[Stored data entries]
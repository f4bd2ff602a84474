// crates/server-jobs/src/runner.rs
//! Drives one job through `Idle → Running → {Completed, Failed}`.

use std::any::Any;
use std::future::Future;
use std::sync::atomic::{AtomicBool, Ordering};
use std::sync::{Arc, Mutex, MutexGuard};
use std::time::Instant;

use jobcast_types::{JobEvent, JobStatus};
use tokio::sync::oneshot;
use tokio::task::{AbortHandle, JoinError};

use crate::bus::EventBus;
use crate::error::RegistryError;
use crate::registry::JobRegistry;
use crate::types::ProgressThrottle;

/// Runs a single job and emits its lifecycle events.
///
/// The work closure receives a [`JobContext`] for reporting progress and
/// side effects. Whatever happens inside it (an `Err`, a panic, or a
/// cancellation) the runner records exactly one terminal state in the
/// registry and publishes exactly one terminal event.
pub struct JobRunner {
    runner_id: String,
    kind: String,
    task_count: u64,
    registry: Arc<JobRegistry>,
    bus: EventBus,
    throttle: ProgressThrottle,
}

enum Outcome {
    Completed(Option<String>),
    Failed(Option<String>),
}

impl Outcome {
    fn from_join(joined: Result<anyhow::Result<Option<String>>, JoinError>) -> Self {
        match joined {
            Ok(Ok(message)) => Outcome::Completed(message),
            Ok(Err(e)) => Outcome::Failed(Some(format!("{e:#}"))),
            Err(e) if e.is_panic() => Outcome::Failed(Some(format!(
                "job panicked: {}",
                panic_message(e.into_panic())
            ))),
            Err(e) => Outcome::Failed(Some(format!("job aborted: {e}"))),
        }
    }
}

fn panic_message(payload: Box<dyn Any + Send>) -> String {
    if let Some(s) = payload.downcast_ref::<&str>() {
        (*s).to_string()
    } else if let Some(s) = payload.downcast_ref::<String>() {
        s.clone()
    } else {
        "unknown panic payload".to_string()
    }
}

impl JobRunner {
    pub fn new(
        runner_id: impl Into<String>,
        kind: impl Into<String>,
        task_count: u64,
        registry: Arc<JobRegistry>,
        bus: EventBus,
    ) -> Self {
        Self {
            runner_id: runner_id.into(),
            kind: kind.into(),
            task_count,
            registry,
            bus,
            throttle: ProgressThrottle::default(),
        }
    }

    pub fn with_throttle(mut self, throttle: ProgressThrottle) -> Self {
        self.throttle = throttle;
        self
    }

    pub fn runner_id(&self) -> &str {
        &self.runner_id
    }

    /// Run `work` to completion.
    ///
    /// Fails only if the registry refuses to start the job; every started job
    /// ends in `Ok(Completed | Failed)`.
    pub async fn run<F, Fut>(self, work: F) -> Result<JobStatus, RegistryError>
    where
        F: FnOnce(JobContext) -> Fut + Send + 'static,
        Fut: Future<Output = anyhow::Result<Option<String>>> + Send + 'static,
    {
        self.execute(work, None).await
    }

    /// Like [`run`](Self::run), but a signal on `cancel_rx` aborts the work
    /// and fails the job with the message `"cancelled"`.
    pub async fn run_cancellable<F, Fut>(
        self,
        work: F,
        cancel_rx: oneshot::Receiver<()>,
    ) -> Result<JobStatus, RegistryError>
    where
        F: FnOnce(JobContext) -> Fut + Send + 'static,
        Fut: Future<Output = anyhow::Result<Option<String>>> + Send + 'static,
    {
        self.execute(work, Some(cancel_rx)).await
    }

    /// Start and immediately fail the job without running any work.
    ///
    /// Used when a queued job can no longer run, so observers still see a
    /// started/failed pair rather than a job that silently disappears.
    pub fn abandon(self, reason: &str) -> Result<JobStatus, RegistryError> {
        let ctx = self.start()?;
        Ok(self.finish(&ctx, Outcome::Failed(Some(reason.to_string()))))
    }

    async fn execute<F, Fut>(
        self,
        work: F,
        cancel_rx: Option<oneshot::Receiver<()>>,
    ) -> Result<JobStatus, RegistryError>
    where
        F: FnOnce(JobContext) -> Fut + Send + 'static,
        Fut: Future<Output = anyhow::Result<Option<String>>> + Send + 'static,
    {
        let ctx = self.start()?;
        let mut task = tokio::spawn(work(ctx.clone()));
        let guard = FinishOnDrop {
            runner: &self,
            ctx: &ctx,
            task: task.abort_handle(),
            armed: true,
        };

        let outcome = match cancel_rx {
            Some(mut cancel_rx) => tokio::select! {
                joined = &mut task => Outcome::from_join(joined),
                Ok(()) = &mut cancel_rx => {
                    ctx.inner.cancelled.store(true, Ordering::Release);
                    task.abort();
                    // Wait until the work has actually stopped so no progress
                    // can race the terminal event.
                    let _ = (&mut task).await;
                    tracing::info!(runner_id = %self.runner_id, "job cancelled");
                    Outcome::Failed(Some("cancelled".to_string()))
                }
            },
            None => Outcome::from_join(task.await),
        };

        guard.disarm();
        Ok(self.finish(&ctx, outcome))
    }

    fn start(&self) -> Result<JobContext, RegistryError> {
        let job = self
            .registry
            .create_job(&self.runner_id, &self.kind, self.task_count)?;
        self.bus.publish(JobEvent::JobStarted {
            runner_id: self.runner_id.clone(),
            task_count: job.task_count,
        });
        Ok(JobContext::new(
            self.runner_id.clone(),
            job.task_count,
            Arc::clone(&self.registry),
            self.bus.clone(),
            self.throttle.clone(),
        ))
    }

    fn finish(&self, ctx: &JobContext, outcome: Outcome) -> JobStatus {
        ctx.close();

        let (result, intended) = match outcome {
            Outcome::Completed(message) => (
                self.registry.complete(&self.runner_id, message),
                JobStatus::Completed,
            ),
            Outcome::Failed(message) => (
                self.registry.fail(&self.runner_id, message),
                JobStatus::Failed,
            ),
        };

        match result {
            Ok(Some(job)) => {
                let event = match job.status {
                    JobStatus::Completed => JobEvent::JobComplete {
                        runner_id: job.runner_id,
                        message: job.message,
                    },
                    _ => JobEvent::JobFailed {
                        runner_id: job.runner_id,
                        message: job.message,
                    },
                };
                self.bus.publish(event);
                job.status
            }
            // Already finished by someone else; their transition stands.
            Ok(None) => self
                .registry
                .get(&self.runner_id)
                .map(|j| j.status)
                .unwrap_or(intended),
            Err(e) => {
                tracing::error!(runner_id = %self.runner_id, "failed to record terminal state: {e}");
                intended
            }
        }
    }
}

/// Fails the job if the future driving it is dropped before it finished,
/// so a started job never stays `Running` with nobody left to end it.
struct FinishOnDrop<'a> {
    runner: &'a JobRunner,
    ctx: &'a JobContext,
    task: AbortHandle,
    armed: bool,
}

impl FinishOnDrop<'_> {
    fn disarm(mut self) {
        self.armed = false;
    }
}

impl Drop for FinishOnDrop<'_> {
    fn drop(&mut self) {
        if !self.armed {
            return;
        }
        self.ctx.inner.cancelled.store(true, Ordering::Release);
        self.task.abort();
        tracing::warn!(runner_id = %self.runner.runner_id, "job driver dropped, cancelling");
        // Closing the context first keeps late progress from the aborted
        // work out of the registry and off the bus.
        self.runner
            .finish(self.ctx, Outcome::Failed(Some("cancelled".to_string())));
    }
}

struct ProgressState {
    current: u64,
    emitted: u64,
    last_emit: Instant,
    closed: bool,
}

struct ContextInner {
    runner_id: String,
    task_count: u64,
    registry: Arc<JobRegistry>,
    bus: EventBus,
    throttle: ProgressThrottle,
    progress: Mutex<ProgressState>,
    cancelled: AtomicBool,
}

impl ContextInner {
    fn progress(&self) -> MutexGuard<'_, ProgressState> {
        self.progress.lock().unwrap_or_else(|e| {
            tracing::error!("Mutex poisoned on job progress: {e}");
            e.into_inner()
        })
    }

    fn should_emit(&self, state: &ProgressState) -> bool {
        state.current == self.task_count
            || state.current - state.emitted >= self.throttle.every_tasks
            || state.last_emit.elapsed() >= self.throttle.min_interval
    }

    fn emit(&self, state: &mut ProgressState) {
        self.bus.publish(JobEvent::JobProgress {
            runner_id: self.runner_id.clone(),
            current_task: state.current,
        });
        state.emitted = state.current;
        state.last_emit = Instant::now();
    }
}

/// Reporting surface handed to a job's work.
///
/// Progress is recorded in the registry on every call; `JobProgress` events
/// are coalesced according to the runner's [`ProgressThrottle`]. Calls made
/// after the job finished are ignored.
#[derive(Clone)]
pub struct JobContext {
    inner: Arc<ContextInner>,
}

impl JobContext {
    fn new(
        runner_id: String,
        task_count: u64,
        registry: Arc<JobRegistry>,
        bus: EventBus,
        throttle: ProgressThrottle,
    ) -> Self {
        Self {
            inner: Arc::new(ContextInner {
                runner_id,
                task_count,
                registry,
                bus,
                throttle,
                progress: Mutex::new(ProgressState {
                    current: 0,
                    emitted: 0,
                    last_emit: Instant::now(),
                    closed: false,
                }),
                cancelled: AtomicBool::new(false),
            }),
        }
    }

    pub fn runner_id(&self) -> &str {
        &self.inner.runner_id
    }

    pub fn task_count(&self) -> u64 {
        self.inner.task_count
    }

    pub fn is_cancelled(&self) -> bool {
        self.inner.cancelled.load(Ordering::Acquire)
    }

    /// Set absolute progress. Returns the progress now on record.
    pub fn set_progress(&self, current_task: u64) -> u64 {
        self.update(|_| current_task)
    }

    /// Mark one more task done. Returns the progress now on record.
    pub fn advance(&self) -> u64 {
        self.update(|current| current.saturating_add(1))
    }

    fn update(&self, next: impl FnOnce(u64) -> u64) -> u64 {
        let inner = &self.inner;
        let mut state = inner.progress();
        if state.closed {
            return state.current;
        }
        let target = next(state.current);
        match inner.registry.record_progress(&inner.runner_id, target) {
            Ok(Some(accepted)) => {
                state.current = accepted;
                if inner.should_emit(&state) {
                    inner.emit(&mut state);
                }
            }
            Ok(None) => {}
            Err(e) => tracing::warn!(runner_id = %inner.runner_id, "progress update rejected: {e}"),
        }
        state.current
    }

    /// Announce media entities created by this job.
    pub fn created_media(&self, media_ids: Vec<String>) {
        self.inner.bus.publish(JobEvent::CreatedMedia { media_ids });
    }

    /// Announce series entities created by this job.
    pub fn created_series(&self, series_ids: Vec<String>) {
        self.inner.bus.publish(JobEvent::CreatedSeries { series_ids });
    }

    /// Flush any coalesced progress and stop accepting updates.
    fn close(&self) {
        let inner = &self.inner;
        let mut state = inner.progress();
        if state.closed {
            return;
        }
        state.closed = true;
        if state.current > state.emitted {
            inner.emit(&mut state);
        }
    }
}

**AIM OF THE TASK:**
Every line that holds the string "FinishOnDrop" must be copied from the records above.

**PROBLEM SOLUTION:**
        let guard = FinishOnDrop {
struct FinishOnDrop<'a> {
impl FinishOnDrop<'_> {
impl Drop for FinishOnDrop<'_> {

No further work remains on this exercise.